2 July 2021

When Japan Waged a Currency War Against China

Robert Farley

As we contemplate the global impact of changes in China’s currency regime, it’s worth looking back on how currency warfare, or competition in the domain of finance, has characterized East Asian politics over the past century. During the Second Sino-Japanese War, Tokyo waged parallel wars designed simultaneously to capture Chinese territory and destroy the integrity of China’s financial system. In his book “Currency and Coercion,” political scientist Jonathan Kirshner details the means that the Japanese and Nationalist governments (the latter supported by Washington and London) undertook in order to control China’s financial system.

The Chinese currency represented one of the key achievements of the Nationalist government during a period in which it could maintain only nominal authority over much of the country. As such, defending the currency from foreign attack was nearly as important as defending Nationalist territory against enemies foreign and domestic. Unfortunately, China had a limited ability to control its circumstances, especially as the Depression overtook the Western world. The American decision to purchase silver in great quantity in 1934 badly disrupted China’s monetary system, which had to that point been based on silver. In the face of a massive outflux of silver, the Nationalist government shifted to a free-floating paper currency, undergirded primarily by reserves of the U.S. dollar earned through silver sales.

Having only a fledgling defense industry, China required hard currency in order to purchase weapons not only for the continuing civil war against the Chinese Communist Party (CCP), but also for funding an anticipated future conflict against Japan. Most importantly, it required a stable, convertible currency in order to knit the disparate provinces together and offer legitimacy in the face of challenges from both the CCP and the Imperial Japanese invaders. Reserves of metal and U.S. dollars enabled the Nationalist government to stabilize prices and maintain its own currency. Nevertheless, China suffered from bouts of hyperinflation as different provinces mined and printed currency.

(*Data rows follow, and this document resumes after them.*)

//! 난이도별 경험치 배율

use std::fmt;

use serde::{Deserialize, Serialize};

/// 게임 난이도
#[derive(
    Debug, Clone, Copy, Default, PartialEq, Eq, Hash, Serialize, Deserialize, clap::ValueEnum,
)]
#[serde(rename_all = "lowercase")]
pub enum Difficulty {
    /// 배율 1.0
    Easy,
    /// 배율 1.5
    #[default]
    Normal,
    /// 배율 2.0
    Hard,
}

impl Difficulty {
    /// 난이도 태그 해석
    /// 알 수 없는 태그는 Normal
    pub fn from_tag(tag: &str) -> Self {
        match tag {
            "easy" => Difficulty::Easy,
            "normal" => Difficulty::Normal,
            "hard" => Difficulty::Hard,
            _ => Difficulty::Normal,
        }
    }

    /// 난이도 태그
    pub fn tag(&self) -> &'static str {
        match self {
            Difficulty::Easy => "easy",
            Difficulty::Normal => "normal",
            Difficulty::Hard => "hard",
        }
    }

    /// 경험치 배율
    pub fn multiplier(&self) -> f64 {
        match self {
            Difficulty::Easy => 1.0,
            Difficulty::Normal => 1.5,
            Difficulty::Hard => 2.0,
        }
    }
}

impl From<&str> for Difficulty {
    fn from(tag: &str) -> Self {
        Difficulty::from_tag(tag)
    }
}

impl fmt::Display for Difficulty {
    fn fmt(&self, f: &mut fmt::Formatter<'_>) -> fmt::Result {
        f.write_str(self.tag())
    }
}

/// 난이도 배율을 적용한 획득 경험치
///
/// 음수나 NaN 원점수는 0으로 취급한다.
///
/// # Examples
/// ```
/// use taja::{calculate_game_xp, Difficulty};
/// assert_eq!(calculate_game_xp(100.0, Difficulty::Hard), 200);
/// assert_eq!(calculate_game_xp(100.0, "unknown-tag".into()), 150);
/// ```
pub fn calculate_game_xp(raw_xp: f64, difficulty: Difficulty) -> u64 {
    // f64::max는 NaN이 아닌 쪽을 반환
    let raw = raw_xp.max(0.0);
    (raw * difficulty.multiplier()).round() as u64
}
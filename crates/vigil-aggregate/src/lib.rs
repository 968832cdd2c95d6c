// SPDX-License-Identifier: MIT OR Apache-2.0

#![forbid(unsafe_code)]

//! Period aggregation of raw records into sparse grouped count series.

pub mod aggregator;
pub mod cache;
pub mod filter;
pub mod ranking;

pub use aggregator::{
    Aggregation, AggregationOptions, AggregationReport, MissingDimensionPolicy, aggregate,
};
pub use cache::{AggregationCache, CacheStats, DEFAULT_CACHE_CAPACITY, fingerprint};
pub use filter::RecordFilter;
pub use ranking::{
    GroupVolume, group_volumes, is_placeholder_group, retain_groups, top_groups_by_volume,
    top_reported_groups_by_volume,
};
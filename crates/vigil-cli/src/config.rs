// SPDX-License-Identifier: MIT OR Apache-2.0

#![forbid(unsafe_code)]

use crate::error::CliError;
use serde_json::{Map, Value};
use std::fs;
use std::path::Path;
use vigil_core::ClassifierConfig;

/// Flag values that take precedence over the config file.
#[derive(Clone, Copy, Debug, Default, PartialEq)]
pub struct ConfigOverrides {
    pub window_periods: Option<usize>,
    pub min_window_samples: Option<usize>,
    pub alert_z: Option<f64>,
    pub alarm_z: Option<f64>,
}

impl ConfigOverrides {
    pub fn apply(&self, mut config: ClassifierConfig) -> ClassifierConfig {
        if let Some(value) = self.window_periods {
            config.window_periods = value;
        }
        if let Some(value) = self.min_window_samples {
            config.min_window_samples = value;
        }
        if let Some(value) = self.alert_z {
            config.alert_z = value;
        }
        if let Some(value) = self.alarm_z {
            config.alarm_z = value;
        }
        config
    }
}

/// Defaults, then the optional config file, then flag overrides; the result
/// is validated.
pub fn resolve_classifier_config(
    path: Option<&Path>,
    overrides: &ConfigOverrides,
) -> Result<ClassifierConfig, CliError> {
    let base = match path {
        Some(path) => load_classifier_config(path)?,
        None => ClassifierConfig::default(),
    };
    let config = overrides.apply(base);
    config.validate()?;
    Ok(config)
}

pub fn load_classifier_config(path: &Path) -> Result<ClassifierConfig, CliError> {
    let raw = fs::read_to_string(path)
        .map_err(|source| CliError::io(format!("failed to read '{}'", path.display()), source))?;
    parse_classifier_config(&raw)
}

/// Parses a JSON config object field by field.
///
/// Accepts snake_case and camelCase keys; unset fields keep their defaults.
pub fn parse_classifier_config(raw: &str) -> Result<ClassifierConfig, CliError> {
    let value: Value = serde_json::from_str(raw)
        .map_err(|source| CliError::json("failed to parse classifier config", source))?;
    let dict = expect_object(&value, "classifier config")?;

    let mut config = ClassifierConfig::default();
    for (key, value) in dict {
        match key.as_str() {
            "window_periods" | "windowPeriods" => {
                config.window_periods = parse_usize(value, "config.window_periods")?
            }
            "min_window_samples" | "minWindowSamples" => {
                config.min_window_samples = parse_usize(value, "config.min_window_samples")?
            }
            "alert_z" | "alertZ" => config.alert_z = parse_f64(value, "config.alert_z")?,
            "alarm_z" | "alarmZ" => config.alarm_z = parse_f64(value, "config.alarm_z")?,
            _ => {
                return Err(CliError::invalid_config(format!(
                    "unsupported key '{key}' in classifier config; expected window_periods, \
                     min_window_samples, alert_z or alarm_z"
                )));
            }
        }
    }
    Ok(config)
}

fn expect_object<'a>(value: &'a Value, context: &str) -> Result<&'a Map<String, Value>, CliError> {
    value
        .as_object()
        .ok_or_else(|| CliError::invalid_config(format!("{context} must be a JSON object")))
}

fn parse_usize(value: &Value, context: &str) -> Result<usize, CliError> {
    let as_u64 = value.as_u64().ok_or_else(|| {
        CliError::invalid_config(format!("{context} must be a non-negative integer; got {value}"))
    })?;
    usize::try_from(as_u64).map_err(|_| {
        CliError::invalid_config(format!(
            "{context} value {as_u64} does not fit in usize on this platform"
        ))
    })
}

fn parse_f64(value: &Value, context: &str) -> Result<f64, CliError> {
    value
        .as_f64()
        .ok_or_else(|| CliError::invalid_config(format!("{context} must be a number; got {value}")))
}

By 1937 the physical security of China’s remaining silver reserves had come under threat from the Imperial Japanese Army, further motivating the Nationalist government to export silver to the United States. As the war proceeded and Japan occupied a greater portion of Chinese territory, it began to offer its own regional fiat currencies, intended to replace the yuan and limit the extent of international and inter-regional trade. Because these currencies were not backed by metal or by any other reserve, they were not convertible into any foreign currency, and could only be used for trade with Japan. This thus represented a clever effort to redirect Chinese resources into the Japanese empire, while at the same time undercutting the legitimacy of Chiang Kai-shek’s regime in Chongqing.

The American and British appreciated the threat that Japanese efforts represented to the stability of the Nationalist government. In March 1939 the United States and the United Kingdom agreed to create a stabilization fund that would back the Chinese currency against further attack, although this was quickly dissipated. Furthermore, Great Britain helped the Nationalist regime smuggle currency into Japanese-occupied territories, offering some competition with the Japanese fiat currencies.

Kirshner concludes that while Japanese manipulation helped redirect the economies of occupied territories to Japanese markets, Tokyo failed to fully undermine the Chinese financial system and, as consequence, China was able to remain in the war. He further concludes that the efforts undertaken by the U.S. and the U.K. probably saved China’s currency at a relatively low cost to either country.

Future financial competition won’t play out like the 1930s. Still, the maintenance of a stable currency remains critical to legitimacy and prosperity, and most currencies have vulnerabilities that other players can exploit. It’s worth understanding past examples of financial coercion in order to appreciate how states have used money as the sort of weapon that can reach out and touch someone.